Borrowing costs

Rate hikes to drive up borrowing costs

MANILA, Philippines — President-elect Ferdinand Marcos Jr. could find his administration scrambling for cash in his first six months in office as borrowing costs are expected to soar to levels the government may no longer deem reasonable.

National Treasurer Rosalia de Leon told The STAR that the rate hikes pursued not only by the US Federal Reserve, but also by the Bangko Sentral ng Pilipinas (BSP) are affecting both demand and local bond yields.

De Leon said incoming BSP Governor Felipe Medalla had signaled that the benchmark rate would be raised by 25 basis points each in the next two policy meetings to contain inflation.

“Let’s add the 25 basis point hike by the Monetary Council [on] the remarks of the new Governor Medalla. Of course, these (developments) are factored into the pricing of (bonds),” De Leon said.

A bond trader said investors might think twice before lending money to the government due to the Fed’s latest rate hike. They can either stay out of treasury bill and bond auctions or demand yields above market prices.

“With the Fed’s 75 basis point hike, we expect investors to remain cautious – even defensive – with their asset purchases due to heightened risks stemming from monetary tightening,” the trader said.

According to the trader, the BSP may respond to the Fed’s actions with a 50 basis point hike on June 23 to prevent the Philippine peso from succumbing to external pressures.

The economy has become sensitive to fluctuations in exchange rates, with the government covering supply shortages by increasing imports of fuel, meat and rice.

The Bank of the Philippines, headed by Ayala, has also warned that the interest rate differential between the BSP and the Fed will stabilize by the end of 2022 if the BSP increases by just 25 basis points and that the Fed increases up to 75 basis points per meeting.

The bank said inflation could worsen in this scenario as the peso is bullied by the US dollar.

Michael Ricafort, chief economist of Rizal Commercial Banking Corp., also expects the BSP to raise its policy rate by 50 basis points at its June meeting.
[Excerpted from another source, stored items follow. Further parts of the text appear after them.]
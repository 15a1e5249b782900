//! Telemetry ingest: rolling history per aircraft plus the bogie filter map.
//!
//! This is the only mutable state in the engine. Callers serialize ingest
//! and snapshot operations; lifecycle (clear on reset) is explicit.

use std::collections::{BTreeMap, HashMap, VecDeque};
use std::time::{SystemTime, UNIX_EPOCH};

use crate::models::{AircraftKind, Observation, ObservedState};
use crate::rules::FilterParams;
use crate::tracker::BogieTracker;

/// Fixed uncertainty radius for cooperative aircraft, meters.
pub const CONTROLLED_UNCERTAINTY_M: f64 = 3.0;

/// An observation stamped at ingest time (wall-clock seconds).
#[derive(Debug, Clone, Copy)]
pub struct TimedObservation {
    pub observation: Observation,
    pub timestamp: f64,
}

/// Rolling telemetry buffers and the per-bogie Kalman filters.
#[derive(Debug, Clone)]
pub struct TelemetryEngine {
    buffers: HashMap<String, VecDeque<TimedObservation>>,
    tracker: BogieTracker,
    buffer_capacity: usize,
}

impl Default for TelemetryEngine {
    fn default() -> Self {
        Self::new(40, FilterParams::default())
    }
}

impl TelemetryEngine {
    pub fn new(buffer_capacity: usize, params: FilterParams) -> Self {
        Self {
            buffers: HashMap::new(),
            tracker: BogieTracker::new(params),
            buffer_capacity,
        }
    }

    /// Ingest one observation, stamped with the current wall clock.
    pub fn ingest(&mut self, id: &str, observation: Observation) {
        self.ingest_at(id, observation, wall_clock_seconds());
    }

    /// Ingest with an explicit timestamp. Bogie reports also feed the
    /// aircraft's Kalman filter; controlled reports only enter the buffer.
    pub fn ingest_at(&mut self, id: &str, observation: Observation, timestamp: f64) {
        let buffer = self.buffers.entry(id.to_string()).or_default();
        if buffer.len() == self.buffer_capacity {
            buffer.pop_front();
        }
        buffer.push_back(TimedObservation {
            observation,
            timestamp,
        });

        if observation.kind == AircraftKind::Bogie {
            self.tracker.observe(id, &observation, timestamp);
        }
    }

    /// Snapshot of every active aircraft: bogies from their filter estimate,
    /// controlled aircraft straight from their latest report.
    pub fn latest_states(&self) -> BTreeMap<String, ObservedState> {
        let mut states = BTreeMap::new();
        for (id, buffer) in &self.buffers {
            let Some(latest) = buffer.back() else {
                continue;
            };
            let obs = latest.observation;

            let state = match (obs.kind, self.tracker.get(id)) {
                (AircraftKind::Bogie, Some(track)) => {
                    let p = track.position();
                    let v = track.velocity();
                    ObservedState {
                        id: id.clone(),
                        x: p.x,
                        y: p.y,
                        z: p.z,
                        vx: v.x,
                        vy: v.y,
                        vz: v.z,
                        kind: AircraftKind::Bogie,
                        uncertainty_radius: track.uncertainty_radius(self.tracker.params()),
                    }
                }
                _ => ObservedState {
                    id: id.clone(),
                    x: obs.x,
                    y: obs.y,
                    z: obs.z,
                    vx: obs.vx,
                    vy: obs.vy,
                    vz: obs.vz,
                    kind: AircraftKind::Controlled,
                    uncertainty_radius: CONTROLLED_UNCERTAINTY_M,
                },
            };
            states.insert(id.clone(), state);
        }
        states
    }

    pub fn tracker(&self) -> &BogieTracker {
        &self.tracker
    }

    pub fn aircraft_count(&self) -> usize {
        self.buffers.len()
    }

    /// Drop all history and all filters.
    pub fn clear(&mut self) {
        self.buffers.clear();
        self.tracker.clear();
    }
}

fn wall_clock_seconds() -> f64 {
    SystemTime::now()
        .duration_since(UNIX_EPOCH)
        .map(|d| d.as_secs_f64())
        .unwrap_or(0.0)
}

#[cfg(test)]
mod tests {
    use super::*;

    fn obs(kind: AircraftKind, x: f64) -> Observation {
        Observation {
            kind,
            x,
            y: 0.0,
            z: 50.0,
            vx: 1.0,
            vy: 0.0,
            vz: 0.0,
        }
    }

    #[test]
    fn test_controlled_bypasses_filter() {
        let mut engine = TelemetryEngine::default();
        engine.ingest_at("C1", obs(AircraftKind::Controlled, 12.5), 0.0);

        let states = engine.latest_states();
        let state = &states["C1"];
        assert_eq!(state.x, 12.5);
        assert_eq!(state.uncertainty_radius, CONTROLLED_UNCERTAINTY_M);
        assert!(engine.tracker().is_empty());
    }

    #[test]
    fn test_bogie_state_comes_from_filter() {
        let mut engine = TelemetryEngine::default();
        engine.ingest_at("R1", obs(AircraftKind::Bogie, 100.0), 0.0);

        let states = engine.latest_states();
        let state = &states["R1"];
        assert_eq!(state.kind, AircraftKind::Bogie);
        assert_eq!(state.x, 100.0);
        // P0 = I => radius = trace of the position block = 3.
        assert!((state.uncertainty_radius - 3.0).abs() < 1e-9);
    }

    #[test]
    fn test_rolling_buffer_caps_history() {
        let mut engine = TelemetryEngine::new(40, FilterParams::default());
        for i in 0..100 {
            engine.ingest_at("C1", obs(AircraftKind::Controlled, i as f64), i as f64);
        }
        assert_eq!(engine.buffers["C1"].len(), 40);
        // Latest report wins.
        assert_eq!(engine.latest_states()["C1"].x, 99.0);
    }

    #[test]
    fn test_empty_engine_snapshot() {
        let engine = TelemetryEngine::default();
        assert!(engine.latest_states().is_empty());
    }

    #[test]
    fn test_clear_resets_everything() {
        let mut engine = TelemetryEngine::default();
        engine.ingest_at("R1", obs(AircraftKind::Bogie, 0.0), 0.0);
        engine.ingest_at("C1", obs(AircraftKind::Controlled, 0.0), 0.0);
        engine.clear();
        assert_eq!(engine.aircraft_count(), 0);
        assert!(engine.tracker().is_empty());
        assert!(engine.latest_states().is_empty());
    }

    #[test]
    fn test_bogie_radius_is_capped() {
        let mut engine = TelemetryEngine::default();
        engine.ingest_at("R1", obs(AircraftKind::Bogie, 0.0), 0.0);
        // A long silent gap then one more report: prediction inflates the
        // covariance, the cap bounds the derived radius.
        engine.ingest_at("R1", obs(AircraftKind::Bogie, 5.0), 100_000.0);
        let radius = engine.latest_states()["R1"].uncertainty_radius;
        assert!(radius <= 30.0);
    }
}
By doing so, the central bank will avoid the crisis faced by some economies in which their rate differentials are narrowing.

As it stands, the difference between Philippine and US rates stands at 50 basis points, with the BSP at 2.25% and the Fed at 1.75%.

“If the BSP proceeds with a 50 basis point hike, we expect borrowing costs to rise further in the coming months,” the trader said.

The budget deficit, measured against gross domestic product (GDP), hit a record 8.6% in 2021, down from 7.6% in 2020, as the government continues its spending spree to manage the pandemic and boost economic growth. economy.

The government hopes to borrow a total of 2.47 trillion pesos this year, of which 1.91 trillion pesos will come from local lenders and 560.58 billion pesos will come from foreign sources. The government borrows to cover the national budget deficit.

However, the next administration no longer has the fiscal room to pay additional rates on its future borrowing due to the pile of debt it will inherit.

The national debt hit a 17-year high of 63.5% of GDP in March, requiring the government to increase revenue and cut spending to meet its obligations.

De Leon, who is set to retain her post as national treasurer, said the Treasury will broaden the tenor of its offerings to capture demand from all corners without giving in to pressure to borrow at high cost.

“We will also include long curve segments because there is also demand, and there might even be a curve inversion (in the future),” De Leon said.

De Leon said investors may prefer safe-haven assets like short-term bonds in times of crisis like this, but some opt for high-risk, high-return investments, including long-term securities.